Por isso, seria sectário e confortável fazer de Messi um caso isolado, ou “fazer lenha da árvore caída” agora que ele está começando a declinar: existem muitos outros casos semelhantes, que são apenas o topo de uma imensa pilha de destroços. O problema não é tanto deles (que às vezes são apenas escravos ricos), mas do sistema futebolístico. Aqui, as duas palavras do nosso título começam a se aproximar.
O futebol é um dos melhores esportes inventados (assim como o xadrez entre os jogos sedentários). Outros farão elogios melhores do que eu. Mas é preciso enfatizar até que ponto a perversão do melhor se transforma em verdadeira prostituição, como acontece com o amor.
Primeiro, o dinheiro ajuda a ganhar jogos: todas as ligas são reduzidas a uma competição entre três ou quatro times com o maior orçamento; as outras equipes são quase um mero comparsa para estender o show. Então as vitórias se tornam uma forma de ganhar mais dinheiro. E assim o círculo vicioso se fecha.
Daí nasce a tática da posse de bola como “propriedade privada”, até que surja a oportunidade de marcar. A princípio essa fórmula deu resultados espetaculares, até que todos a aproveitaram e o futebol (o esporte mais atraente e emocionante) se tornou chato e sem emoção. O melhor ataque é uma boa defesa, e a paixão patriótica substitui o esporte. E a coisa parece vir de longe: lembro daquele WM da minha adolescência que a Real Sociedad importou, e do “catenaccio merdoso” que um jogador do Barcelona gritou anos atrás em uma partida da Liga dos Campeões contra um time italiano...
Mas o futebol sem gols é como uma primavera sem flores. E os grandes jogos terminam hoje com vitórias de um a zero ou empates a zero; muitos mata-matas têm que ser decididos com prorrogação ou penalidades, uma solução muito arbitrária que ainda não encontramos uma maneira de substituir. E o mais sério, socialmente falando: a aspiração de toda criança do terceiro ou quarto mundo, não é treinar e aprender, mas ser jogador de futebol: porque é a única coisa que serve para sair da pobreza. Nestes últimos dias em Barcelona, havia mais anúncios das eleições para a presidência do Barça do que das eleições políticas. Como um ultrassom da sociedade, tudo isso é bastante alarmante.
Tudo isso nos leva a crer que o futebol hoje precisa de reformas muito sérias.
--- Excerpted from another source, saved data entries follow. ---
use std::sync::atomic::AtomicBool;

use rand::SeedableRng;
use rand_xoshiro::Xoshiro256StarStar;

use super::{run_scan, run_simulation, ScanPoint};
use crate::config::{ModelParams, SimConfig};
use crate::error::SimError;
use crate::geometry::n_partitions;
use crate::spins::{RandomOrientation, SpinLattice};
use crate::statistics::SampleCollector;

/// Deterministic per-worker generators seeded `base_seed, base_seed+1, …`.
pub fn seed_rngs(base_seed: u64, n: usize) -> Vec<Xoshiro256StarStar> {
    (0..n)
        .map(|i| Xoshiro256StarStar::seed_from_u64(base_seed.wrapping_add(i as u64)))
        .collect()
}

/// A lattice together with one RNG per partition worker.
///
/// Sequential sweeps draw from the first generator only.
pub struct Realization {
    pub lattice: SpinLattice,
    pub rngs: Vec<Xoshiro256StarStar>,
}

impl Realization {
    pub fn new(lattice: SpinLattice, base_seed: u64) -> Self {
        let rngs = seed_rngs(base_seed, n_partitions(lattice.grid()));
        Self { lattice, rngs }
    }

    /// Randomize every orientation and reseed the workers.
    ///
    /// Orientations are drawn from `base_seed`, workers from `base_seed + 1…`.
    pub fn reset(&mut self, base_seed: u64) {
        self.lattice.reinitialize(RandomOrientation::new(base_seed));
        self.rngs = seed_rngs(base_seed.wrapping_add(1), self.rngs.len());
    }

    pub fn sample(
        &mut self,
        params: &ModelParams,
        config: &SimConfig,
        interrupted: &AtomicBool,
        on_sweep: &(dyn Fn() + Sync),
    ) -> Result<SampleCollector, SimError> {
        run_simulation(
            &mut self.lattice,
            params,
            config,
            &mut self.rngs,
            interrupted,
            on_sweep,
        )
    }

    pub fn scan(
        &mut self,
        points: &[ModelParams],
        config: &SimConfig,
        interrupted: &AtomicBool,
        on_sweep: &(dyn Fn() + Sync),
    ) -> Result<Vec<ScanPoint>, SimError> {
        run_scan(
            &mut self.lattice,
            points,
            config,
            &mut self.rngs,
            interrupted,
            on_sweep,
        )
    }
}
Imaginemos: os jogos que terminam de zero a zero ficarão sem pontuação para nenhum dos lados. Quando uma vitória é por menos de um gol valerá apenas dois pontos. Somente se for por mais de um gol o vencedor leva os três pontos. No jogo, qualquer passe para trás que cruze a linha do meio-campo (vindo de uma área diferente da própria, portanto) será uma falta. A questão do impedimento teria que ser estudada muito mais. E durante o jogo, apenas os jogadores lesionados podem ser trocados, para evitar que equipes com mais elenco, por terem mais dinheiro, descansem em situações de fadiga.
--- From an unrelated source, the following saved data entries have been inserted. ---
use rand::{Rng, SeedableRng};
use rand_xoshiro::Xoshiro256StarStar;

use crate::error::SimError;
use crate::orientation::{OrientationTable, SpinState};

/// Initial orientation of each site, called once per site in row-major order.
///
/// Returned indices may exceed the table; the lattice wraps them.
pub trait OrientationInit {
    fn initial_state(&mut self, coords: &[usize], table: &OrientationTable) -> SpinState;
}

impl<F> OrientationInit for F
where
    F: FnMut(&[usize]) -> SpinState,
{
    fn initial_state(&mut self, coords: &[usize], _table: &OrientationTable) -> SpinState {
        self(coords)
    }
}

/// Every site starts in the same state.
#[derive(Debug, Clone, Copy)]
pub struct FixedOrientation(pub SpinState);

impl OrientationInit for FixedOrientation {
    fn initial_state(&mut self, _coords: &[usize], _table: &OrientationTable) -> SpinState {
        self.0
    }
}

/// Independent uniformly random table entry per site.
pub struct RandomOrientation {
    rng: Xoshiro256StarStar,
}

impl RandomOrientation {
    pub fn new(seed: u64) -> Self {
        Self {
            rng: Xoshiro256StarStar::seed_from_u64(seed),
        }
    }
}

impl OrientationInit for RandomOrientation {
    fn initial_state(&mut self, _coords: &[usize], table: &OrientationTable) -> SpinState {
        let (nx, ny) = table.dims();
        SpinState::new(
            self.rng.gen_range(0..nx) as u16,
            self.rng.gen_range(0..ny) as u16,
        )
    }
}

/// Forward coupling of the bond from the site at `coords` to its `+1`
/// neighbour along axis `dim`.
///
/// The backward bond of a site is the forward bond of its backward neighbour,
/// so only forward couplings are ever asked for.
pub trait CouplingField {
    fn coupling(&self, coords: &[usize], dim: usize) -> f64;

    /// `Some(c)` if every bond has coupling `c`; lets the lattice skip the
    /// per-edge table.
    fn uniform(&self) -> Option<f64> {
        None
    }

    /// Reject a lattice `shape` this field cannot supply couplings for.
    fn check_shape(&self, _shape: &[usize]) -> Result<(), SimError> {
        Ok(())
    }
}

impl<F> CouplingField for F
where
    F: Fn(&[usize], usize) -> f64,
{
    fn coupling(&self, coords: &[usize], dim: usize) -> f64 {
        self(coords, dim)
    }
}

#[derive(Debug, Clone, Copy, PartialEq)]
pub struct UniformCoupling(pub f64);

impl CouplingField for UniformCoupling {
    fn coupling(&self, _coords: &[usize], _dim: usize) -> f64 {
        self.0
    }

    fn uniform(&self) -> Option<f64> {
        Some(self.0)
    }
}

/// Forward couplings supplied as a flat row-major array of shape
/// `(*lattice_shape, n_dims)`.
#[derive(Debug, Clone)]
pub struct CouplingTable {
    shape: Vec<usize>,
    strides: Vec<usize>,
    n_dims: usize,
    values: Vec<f64>,
}

impl CouplingTable {
    pub fn new(shape: &[usize], values: Vec<f64>) -> Result<Self, SimError> {
        let n_dims = shape.len();
        let expected = shape.iter().product::<usize>() * n_dims;
        if values.len() != expected {
            return Err(SimError::CouplingShape {
                expected,
                actual: values.len(),
            });
        }
        let mut strides = vec![1usize; n_dims];
        for d in (0..n_dims.saturating_sub(1)).rev() {
            strides[d] = strides[d + 1] * shape[d + 1];
        }
        Ok(Self {
            shape: shape.to_vec(),
            strides,
            n_dims,
            values,
        })
    }

    pub fn shape(&self) -> &[usize] {
        &self.shape
    }
}

impl CouplingField for CouplingTable {
    fn coupling(&self, coords: &[usize], dim: usize) -> f64 {
        let site: usize = coords.iter().zip(&self.strides).map(|(c, s)| c * s).sum();
        self.values[site * self.n_dims + dim]
    }

    fn check_shape(&self, shape: &[usize]) -> Result<(), SimError> {
        if shape == self.shape.as_slice() {
            return Ok(());
        }
        Err(SimError::CouplingShape {
            expected: shape.iter().product::<usize>() * shape.len(),
            actual: self.values.len(),
        })
    }
}

/// Stored couplings of a built lattice.
#[derive(Debug, Clone, PartialEq)]
pub enum Couplings {
    Uniform(f64),
    /// Length `n_sites * n_dims`, element `i * n_dims + d` is the bond from
    /// site `i` to its forward neighbour along `d`.
    PerEdge(Vec<f64>),
}

impl Couplings {
    #[inline]
    pub fn forward(&self, site: usize, dim: usize, n_dims: usize) -> f64 {
        match self {
            Self::Uniform(c) => *c,
            Self::PerEdge(table) => table[site * n_dims + dim],
        }
    }

    pub fn is_uniform(&self) -> bool {
        matches!(self, Self::Uniform(_))
    }
}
Além disso, deveria haver um salário máximo, talvez com seguro de x anos para o jogador que se aposentar do futebol, até que encontre outra profissão. As cláusulas de rescisão de contrato deveriam ser abolidas: apenas jogadores “livres” poderiam ser contratados, para evitar aquele roubo se faz aos times fracos assim que um de seus jogadores se destaca. Acrescentemos o desaparecimento do “mercado de inverno” e a redução do número de campeonatos artificiais que estão a ser criados, de forma a evitar tanto a exploração física dos jogadores como a drogadição dos torcedores, que é o que parece se buscar. “Pão e circo!”, é a fórmula que sempre sustentou impérios.
Mas tudo isso que os técnicos sonham. A reforma que me interessa é separar o futebol dessa prostituição do dinheiro, e lhe devolver sua limpeza para que volte a ser um esporte e não um negócio.
Dando agora o que parecerá “um salto no escuro”, gostaria de evocar a famosa expressão de Ignacio Ellacuría: “uma civilização da pobreza como única solução para o nosso mundo”. Compreendendo, como já foi feito, que pobreza não significa necessidade, mas sobriedade compartilhada. Isso também deve se aplicar ao futebol. Do contrário, vamos evocar a alegoria do povo judeu quando, saindo da escravidão e rumo à libertação, acaba frustrando a chegada a esse objetivo. Por quê? Porque, como Moisés é obrigado a admitir, “tornaram-se deuses de ouro” (Ex 32,31).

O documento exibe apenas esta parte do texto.